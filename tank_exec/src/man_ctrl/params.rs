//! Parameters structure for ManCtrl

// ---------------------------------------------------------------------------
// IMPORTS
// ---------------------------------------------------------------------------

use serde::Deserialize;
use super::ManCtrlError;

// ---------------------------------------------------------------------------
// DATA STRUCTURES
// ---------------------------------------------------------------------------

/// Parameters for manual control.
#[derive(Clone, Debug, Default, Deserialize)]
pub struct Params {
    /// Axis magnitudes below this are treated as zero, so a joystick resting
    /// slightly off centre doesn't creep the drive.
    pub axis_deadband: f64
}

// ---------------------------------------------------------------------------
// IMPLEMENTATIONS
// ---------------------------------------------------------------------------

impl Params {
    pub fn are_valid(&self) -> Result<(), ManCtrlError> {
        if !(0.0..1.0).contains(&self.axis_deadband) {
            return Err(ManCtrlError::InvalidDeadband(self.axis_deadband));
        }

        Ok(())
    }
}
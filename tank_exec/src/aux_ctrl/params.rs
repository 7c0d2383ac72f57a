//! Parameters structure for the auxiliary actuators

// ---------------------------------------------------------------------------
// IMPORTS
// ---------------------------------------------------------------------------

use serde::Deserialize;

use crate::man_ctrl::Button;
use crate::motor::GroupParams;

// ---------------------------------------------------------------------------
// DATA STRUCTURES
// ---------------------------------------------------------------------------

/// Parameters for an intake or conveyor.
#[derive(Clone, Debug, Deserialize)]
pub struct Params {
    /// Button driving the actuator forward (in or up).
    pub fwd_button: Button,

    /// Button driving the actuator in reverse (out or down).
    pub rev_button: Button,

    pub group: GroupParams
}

--

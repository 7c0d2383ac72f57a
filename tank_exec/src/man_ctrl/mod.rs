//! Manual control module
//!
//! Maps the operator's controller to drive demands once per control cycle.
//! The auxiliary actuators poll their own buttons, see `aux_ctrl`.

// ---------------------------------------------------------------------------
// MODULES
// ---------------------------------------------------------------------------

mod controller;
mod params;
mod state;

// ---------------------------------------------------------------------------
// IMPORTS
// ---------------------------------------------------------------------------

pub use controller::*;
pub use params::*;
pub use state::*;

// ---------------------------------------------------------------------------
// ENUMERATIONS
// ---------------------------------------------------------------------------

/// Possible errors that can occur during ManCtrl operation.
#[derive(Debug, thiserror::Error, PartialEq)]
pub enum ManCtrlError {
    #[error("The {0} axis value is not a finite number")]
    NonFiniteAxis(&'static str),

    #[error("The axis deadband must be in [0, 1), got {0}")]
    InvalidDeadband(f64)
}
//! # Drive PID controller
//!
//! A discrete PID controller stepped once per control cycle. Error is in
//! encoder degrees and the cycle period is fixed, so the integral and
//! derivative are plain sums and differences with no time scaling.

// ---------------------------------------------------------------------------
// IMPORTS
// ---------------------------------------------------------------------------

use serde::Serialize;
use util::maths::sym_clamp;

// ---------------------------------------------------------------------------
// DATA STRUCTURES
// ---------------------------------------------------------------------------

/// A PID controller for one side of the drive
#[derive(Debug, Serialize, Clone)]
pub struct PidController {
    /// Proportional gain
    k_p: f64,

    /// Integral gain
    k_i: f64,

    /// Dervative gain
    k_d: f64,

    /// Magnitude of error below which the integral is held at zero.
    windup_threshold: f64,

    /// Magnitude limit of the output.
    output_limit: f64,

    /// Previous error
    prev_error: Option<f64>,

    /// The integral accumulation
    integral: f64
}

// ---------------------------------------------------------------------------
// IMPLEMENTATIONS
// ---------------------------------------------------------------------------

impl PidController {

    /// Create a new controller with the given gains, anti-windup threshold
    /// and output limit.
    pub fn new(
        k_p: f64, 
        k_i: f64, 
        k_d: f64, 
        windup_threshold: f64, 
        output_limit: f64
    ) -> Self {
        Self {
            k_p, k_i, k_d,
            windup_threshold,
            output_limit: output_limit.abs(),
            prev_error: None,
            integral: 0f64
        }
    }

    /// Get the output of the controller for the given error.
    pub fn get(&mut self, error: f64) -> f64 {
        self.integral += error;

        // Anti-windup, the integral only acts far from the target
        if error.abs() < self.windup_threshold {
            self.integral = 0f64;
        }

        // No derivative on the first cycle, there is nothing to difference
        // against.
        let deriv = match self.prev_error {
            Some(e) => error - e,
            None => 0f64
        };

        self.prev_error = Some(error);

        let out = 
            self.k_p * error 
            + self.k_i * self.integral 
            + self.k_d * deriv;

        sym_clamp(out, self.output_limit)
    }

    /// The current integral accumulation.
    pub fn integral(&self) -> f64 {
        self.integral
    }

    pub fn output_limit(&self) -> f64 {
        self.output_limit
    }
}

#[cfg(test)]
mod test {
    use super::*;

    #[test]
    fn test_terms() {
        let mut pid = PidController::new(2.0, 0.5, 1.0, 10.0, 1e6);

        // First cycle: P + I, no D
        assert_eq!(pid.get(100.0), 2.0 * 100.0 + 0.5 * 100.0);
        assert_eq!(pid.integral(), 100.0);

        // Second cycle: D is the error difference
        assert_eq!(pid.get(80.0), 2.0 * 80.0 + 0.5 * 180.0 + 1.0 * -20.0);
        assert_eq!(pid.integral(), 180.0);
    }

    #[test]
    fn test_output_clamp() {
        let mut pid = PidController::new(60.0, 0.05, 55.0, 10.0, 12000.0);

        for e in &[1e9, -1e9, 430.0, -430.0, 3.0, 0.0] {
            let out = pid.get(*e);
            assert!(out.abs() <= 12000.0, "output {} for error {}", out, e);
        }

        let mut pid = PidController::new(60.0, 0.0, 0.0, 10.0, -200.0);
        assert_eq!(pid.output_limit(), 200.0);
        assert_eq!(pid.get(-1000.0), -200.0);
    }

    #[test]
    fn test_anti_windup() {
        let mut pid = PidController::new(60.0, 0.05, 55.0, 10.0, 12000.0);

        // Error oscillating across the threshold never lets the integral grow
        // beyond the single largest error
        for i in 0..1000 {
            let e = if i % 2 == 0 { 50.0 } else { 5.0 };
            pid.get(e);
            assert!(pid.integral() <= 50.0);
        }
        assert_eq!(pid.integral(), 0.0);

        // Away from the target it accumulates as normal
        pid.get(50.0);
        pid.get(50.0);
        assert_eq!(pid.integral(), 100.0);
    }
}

## REQUIRED WORK:
Show the lines above that include "crate".

## YOUR RESPONSE:
use crate::man_ctrl::Button;
use crate::motor::GroupParams;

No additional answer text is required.